Electronic submissions in Microsoft Word or Rich Text Format are preferred.
Media enquiries should be directed to Emma Rossi on +61 2 9334 7719 or by email to email@example.com.
The ACMA is working to enhance the effectiveness of its stakeholder consultation processes, which are an important source of evidence for its regulatory development activities. To assist stakeholders in formulating submissions to its formal, written consultation processes, it has developed Effective consultation: A guide to making a submission. This guide provides information about the ACMA’s formal, written, public consultation processes and practical guidance on how to make a submission.
Publication of submissions
In general, the ACMA publishes all submissions it receives. The ACMA prefers to receive submissions that are not claimed to be confidential. However, the ACMA accepts that a submitter may sometimes wish to provide information in confidence. In these circumstances, submitters are asked to identify the material over which confidentiality is claimed and provide a written explanation for the claim.
The ACMA will consider each confidentiality claim on a case-by-case basis. If the ACMA accepts a claim, it will not publish the confidential information unless authorised or required by law to do so.

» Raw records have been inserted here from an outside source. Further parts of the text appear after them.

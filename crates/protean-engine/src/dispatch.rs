//! Dispatch - routing method calls to bound handlers
//!
//! Every proxy type owns a [`Dispatcher`]: the merged method set of its
//! protocols. Every proxy instance owns a [`DispatchTable`]: the handlers
//! bound for it. A call is forwarded only if the dispatcher declares the
//! method; it reaches a handler only if the instance's table binds it.
//!
//! ```text
//! invoke(method, args)
//!   ├─ not declared by the type      → UnboundMethod { declared: false }
//!   ├─ declared, no handler bound     → UnboundMethod { declared: true }
//!   ├─ wrong argument count           → ArityMismatch
//!   └─ handler(args)                  → Ok(value) | Handler(error)
//! ```

use std::fmt;

use indexmap::IndexMap;
use protean_sdk::{Handler, MethodId, MethodSignature, Value};
use rustc_hash::FxBuildHasher;

use crate::error::{ProxyError, ProxyResult};

type FxIndexMap<K, V> = IndexMap<K, V, FxBuildHasher>;

/// One method of a proxy type's merged method set
#[derive(Debug, Clone, PartialEq, Eq)]
pub struct MethodSlot {
    /// Declared signature (identical across every declaring protocol)
    pub signature: MethodSignature,
    /// Name of the first protocol that declared the method
    pub declared_by: String,
    /// Name of the first protocol that requires the method, if any does
    pub required_by: Option<String>,
}

impl MethodSlot {
    /// Whether any protocol requires this method
    pub fn is_required(&self) -> bool {
        self.required_by.is_some()
    }
}

/// Declared methods of a proxy type and the call-routing logic over them
#[derive(Debug, Clone, Default)]
pub struct Dispatcher {
    slots: FxIndexMap<MethodId, MethodSlot>,
}

impl Dispatcher {
    pub(crate) fn new(slots: FxIndexMap<MethodId, MethodSlot>) -> Self {
        Self { slots }
    }

    /// Check if a method is declared
    pub fn declares(&self, method: &str) -> bool {
        self.slots.contains_key(method)
    }

    /// Get the slot of a declared method
    pub fn slot(&self, method: &str) -> Option<&MethodSlot> {
        self.slots.get(method)
    }

    /// Declared methods in synthesis order
    pub fn methods(&self) -> impl Iterator<Item = (&MethodId, &MethodSlot)> + '_ {
        self.slots.iter()
    }

    /// Number of declared methods
    pub fn method_count(&self) -> usize {
        self.slots.len()
    }

    /// Route one call through `table`
    pub fn dispatch(&self, table: &DispatchTable, method: &str, args: &[Value]) -> ProxyResult<Value> {
        let Some(slot) = self.slots.get(method) else {
            log::trace!("call to undeclared method `{}`", method);
            return Err(ProxyError::UnboundMethod {
                method: MethodId::from(method),
                declared: false,
            });
        };

        let Some(handler) = table.get(method) else {
            log::trace!("call to unbound method `{}`", method);
            return Err(ProxyError::UnboundMethod {
                method: MethodId::from(method),
                declared: true,
            });
        };

        let expected = slot.signature.arity();
        if args.len() != expected {
            return Err(ProxyError::ArityMismatch {
                method: MethodId::from(method),
                expected,
                got: args.len(),
            });
        }

        handler(args).map_err(ProxyError::Handler)
    }

    /// First required method with no handler in `table`
    pub(crate) fn first_missing_required(&self, table: &DispatchTable) -> Option<ProxyError> {
        self.slots.iter().find_map(|(id, slot)| {
            let protocol = slot.required_by.as_ref()?;
            if table.contains(id.as_str()) {
                return None;
            }
            Some(ProxyError::MissingRequiredMethod {
                protocol: protocol.clone(),
                method: id.clone(),
            })
        })
    }
}

/// Frozen method → handler map owned by one proxy instance
#[derive(Clone, Default)]
pub struct DispatchTable {
    handlers: FxIndexMap<MethodId, Handler>,
}

impl DispatchTable {
    pub(crate) fn from_bindings(handlers: FxIndexMap<MethodId, Handler>) -> Self {
        Self { handlers }
    }

    /// Create an empty table
    pub fn empty() -> Self {
        Self::default()
    }

    /// Get the handler bound for a method
    pub fn get(&self, method: &str) -> Option<&Handler> {
        self.handlers.get(method)
    }

    /// Check if a method has a handler
    pub fn contains(&self, method: &str) -> bool {
        self.handlers.contains_key(method)
    }

    /// Bound methods in binding order
    pub fn method_ids(&self) -> impl Iterator<Item = &MethodId> + '_ {
        self.handlers.keys()
    }

    /// Number of bound methods
    pub fn len(&self) -> usize {
        self.handlers.len()
    }

    /// Check if nothing is bound
    pub fn is_empty(&self) -> bool {
        self.handlers.is_empty()
    }
}

impl fmt::Debug for DispatchTable {
    fn fmt(&self, f: &mut fmt::Formatter<'_>) -> fmt::Result {
        f.debug_set()
            .entries(self.handlers.keys().map(MethodId::as_str))
            .finish()
    }
}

Release of submissions where authorised or required by law
Any submissions provided to the ACMA may be released under the Freedom of Information Act 1982 (unless an exemption applies) or shared with other Commonwealth Government agencies under Part 7A of the Australian Communications and Media Authority Act 2005. The ACMA may also be required to release submissions for other reasons including for the purpose of parliamentary processes or where otherwise required by law (for example, under a court subpoena). While the ACMA seeks to consult submitters of confidential information before that information is provided to another party, the ACMA cannot guarantee that confidential information will not be released through these or other legal means.